## Stored data
######
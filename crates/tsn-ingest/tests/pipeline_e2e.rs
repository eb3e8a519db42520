//! End-to-end pipeline tests against mocked HTTP sources and gateway
//!
//! These tests drive the full fetch -> validate -> normalize -> write
//! flow with a Google Sheet export mock on one server and a TSN
//! gateway mock on another, validating:
//! - run summaries for clean and partially bad inputs
//! - idempotent reruns against already-written records
//! - transparent retry of transient gateway failures

use std::sync::Arc;
use std::time::Duration;

use serde_json::json;
use tsn_common::StreamId;
use tsn_ingest::gsheet::{sheet_spec, GsheetFetcher};
use tsn_ingest::sources::parse_primitive_sources;
use tsn_pipeline::{HttpTsnClient, PipelineRunner, RetryPolicy, RunOutcome};
use wiremock::matchers::{method, path};
use wiremock::{Mock, MockServer, ResponseTemplate};

const SHEET_ID: &str = "1WE3Sw_test";

fn test_stream() -> StreamId {
    StreamId::generate("e2e-test-stream")
}

/// Sheet rows for source id 1.1.01: four good months plus one row for
/// another source id
const SHEET_CSV: &str = "\
Year,Month,ID,Value
2024,January,1.1.01,100.5
2024,February,1.1.01,101.0
2024,March,1.1.01,102.25
2024,April,1.1.01,99.75
2024,January,9.9.99,55.0
";

async fn mount_sheet(server: &MockServer, body: &str) {
    Mock::given(method("GET"))
        .and(path(format!("/d/{}/export", SHEET_ID)))
        .respond_with(ResponseTemplate::new(200).set_body_string(body.to_string()))
        .mount(server)
        .await;
}

/// Gateway with an existing stream holding `existing` dates, accepting
/// every insert
async fn mount_gateway(server: &MockServer, stream_id: &StreamId, existing: &[&str]) {
    Mock::given(method("GET"))
        .and(path(format!("/v1/streams/{}", stream_id)))
        .respond_with(ResponseTemplate::new(200))
        .mount(server)
        .await;

    let records: Vec<_> = existing
        .iter()
        .map(|date| json!({"date": date, "value": 1.0}))
        .collect();
    Mock::given(method("GET"))
        .and(path(format!("/v1/streams/{}/records", stream_id)))
        .respond_with(ResponseTemplate::new(200).set_body_json(json!({
            "success": true,
            "data": {"records": records}
        })))
        .mount(server)
        .await;
}

fn accepted_receipts(dates: &[&str]) -> serde_json::Value {
    let results: Vec<_> = dates
        .iter()
        .map(|date| json!({"date": date, "status": "accepted", "tx_hash": "0xfeed"}))
        .collect();
    json!({"success": true, "data": {"results": results}})
}

fn runner(gateway: &MockServer) -> PipelineRunner {
    let client = Arc::new(HttpTsnClient::new(gateway.uri(), "test-key").unwrap());
    PipelineRunner::new(client).with_retry_policy(RetryPolicy::new(
        4,
        Duration::from_millis(10),
        Duration::from_millis(50),
    ))
}

fn fetcher(sheet_server: &MockServer) -> GsheetFetcher {
    GsheetFetcher::with_base_url(SHEET_ID, sheet_server.uri()).unwrap()
}

#[tokio::test]
async fn test_clean_run_writes_all_matching_rows() {
    let sheet = MockServer::start().await;
    let gateway = MockServer::start().await;
    let stream_id = test_stream();

    mount_sheet(&sheet, SHEET_CSV).await;
    mount_gateway(&gateway, &stream_id, &[]).await;
    Mock::given(method("POST"))
        .and(path(format!("/v1/streams/{}/records", stream_id)))
        .respond_with(ResponseTemplate::new(200).set_body_json(accepted_receipts(&[
            "2024-01-01",
            "2024-02-01",
            "2024-03-01",
            "2024-04-01",
        ])))
        .expect(1)
        .mount(&gateway)
        .await;

    let spec = sheet_spec("e2e-sheet", stream_id, "1.1.01");
    let summary = runner(&gateway).run(&spec, &fetcher(&sheet)).await;

    assert_eq!(summary.outcome, RunOutcome::Success);
    assert_eq!(summary.fetched, 5);
    assert_eq!(summary.normalized, 4);
    assert_eq!(summary.filtered, 1);
    assert_eq!(summary.written, 4);
    assert_eq!(summary.duplicate, 0);
    assert_eq!(summary.failed, 0);
}

#[tokio::test]
async fn test_rerun_is_idempotent() {
    let sheet = MockServer::start().await;
    let gateway = MockServer::start().await;
    let stream_id = test_stream();

    mount_sheet(&sheet, SHEET_CSV).await;
    // Everything the sheet yields is already on the stream; the run
    // must finish without a single insert call
    mount_gateway(
        &gateway,
        &stream_id,
        &["2024-01-01", "2024-02-01", "2024-03-01", "2024-04-01"],
    )
    .await;
    Mock::given(method("POST"))
        .and(path(format!("/v1/streams/{}/records", stream_id)))
        .respond_with(ResponseTemplate::new(200).set_body_json(accepted_receipts(&[])))
        .expect(0)
        .mount(&gateway)
        .await;

    let spec = sheet_spec("e2e-sheet", stream_id, "1.1.01");
    let summary = runner(&gateway).run(&spec, &fetcher(&sheet)).await;

    assert_eq!(summary.outcome, RunOutcome::Success);
    assert_eq!(summary.written, 0);
    assert_eq!(summary.duplicate, 4);
    assert_eq!(summary.failed, 0);
}

#[tokio::test]
async fn test_transient_gateway_errors_are_retried() {
    let sheet = MockServer::start().await;
    let gateway = MockServer::start().await;
    let stream_id = test_stream();

    mount_sheet(&sheet, SHEET_CSV).await;
    mount_gateway(&gateway, &stream_id, &[]).await;

    // Three 503s, then success; the run must absorb them transparently
    Mock::given(method("POST"))
        .and(path(format!("/v1/streams/{}/records", stream_id)))
        .respond_with(ResponseTemplate::new(503))
        .up_to_n_times(3)
        .mount(&gateway)
        .await;
    Mock::given(method("POST"))
        .and(path(format!("/v1/streams/{}/records", stream_id)))
        .respond_with(ResponseTemplate::new(200).set_body_json(accepted_receipts(&[
            "2024-01-01",
            "2024-02-01",
            "2024-03-01",
            "2024-04-01",
        ])))
        .mount(&gateway)
        .await;

    let spec = sheet_spec("e2e-sheet", stream_id, "1.1.01");
    let summary = runner(&gateway).run(&spec, &fetcher(&sheet)).await;

    assert_eq!(summary.outcome, RunOutcome::Success);
    assert_eq!(summary.written, 4);
    assert_eq!(summary.failed, 0);
}

#[tokio::test]
async fn test_bad_rows_leave_a_partial_run() {
    let sheet = MockServer::start().await;
    let gateway = MockServer::start().await;
    let stream_id = test_stream();

    // Two bad rows for our source id: junk month and junk value
    let csv = "\
Year,Month,ID,Value
2024,January,1.1.01,100.5
2024,Brumaire,1.1.01,101.0
2024,March,1.1.01,banana
2024,April,1.1.01,99.75
";
    mount_sheet(&sheet, csv).await;
    mount_gateway(&gateway, &stream_id, &[]).await;
    Mock::given(method("POST"))
        .and(path(format!("/v1/streams/{}/records", stream_id)))
        .respond_with(
            ResponseTemplate::new(200)
                .set_body_json(accepted_receipts(&["2024-01-01", "2024-04-01"])),
        )
        .mount(&gateway)
        .await;

    let spec = sheet_spec("e2e-sheet", stream_id, "1.1.01");
    let summary = runner(&gateway).run(&spec, &fetcher(&sheet)).await;

    assert_eq!(summary.outcome, RunOutcome::Partial);
    assert_eq!(summary.fetched, 4);
    assert_eq!(summary.written, 2);
    assert_eq!(summary.rejected + summary.dropped, 2);
    assert_eq!(summary.failed, 0);
}

#[tokio::test]
async fn test_unreachable_source_fails_the_run() {
    let sheet = MockServer::start().await;
    let gateway = MockServer::start().await;
    let stream_id = test_stream();

    Mock::given(method("GET"))
        .and(path(format!("/d/{}/export", SHEET_ID)))
        .respond_with(ResponseTemplate::new(500))
        .mount(&sheet)
        .await;

    let spec = sheet_spec("e2e-sheet", stream_id, "1.1.01");
    let summary = runner(&gateway).run(&spec, &fetcher(&sheet)).await;

    assert_eq!(summary.outcome, RunOutcome::Failed);
    assert!(summary.fatal_error.is_some());
    assert_eq!(summary.written, 0);
}

#[test]
fn test_primitive_sources_round_trip_with_generated_ids() {
    let stream_id = StreamId::generate("e2e-sources-stream");
    let body = format!(
        "source_type,stream_id,source_id\ngsheets:{},{},1.1.01\n",
        SHEET_ID, stream_id
    );

    let sources = parse_primitive_sources(&body).unwrap();
    assert_eq!(sources.len(), 1);
    assert_eq!(sources[0].stream_id, stream_id);
}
######
## Work instructions
Retrieve all lines from the data that contain the string "GsheetFetcher".

## Exercise response
use tsn_ingest::gsheet::{sheet_spec, GsheetFetcher};
fn fetcher(sheet_server: &MockServer) -> GsheetFetcher {
    GsheetFetcher::with_base_url(SHEET_ID, sheet_server.uri()).unwrap()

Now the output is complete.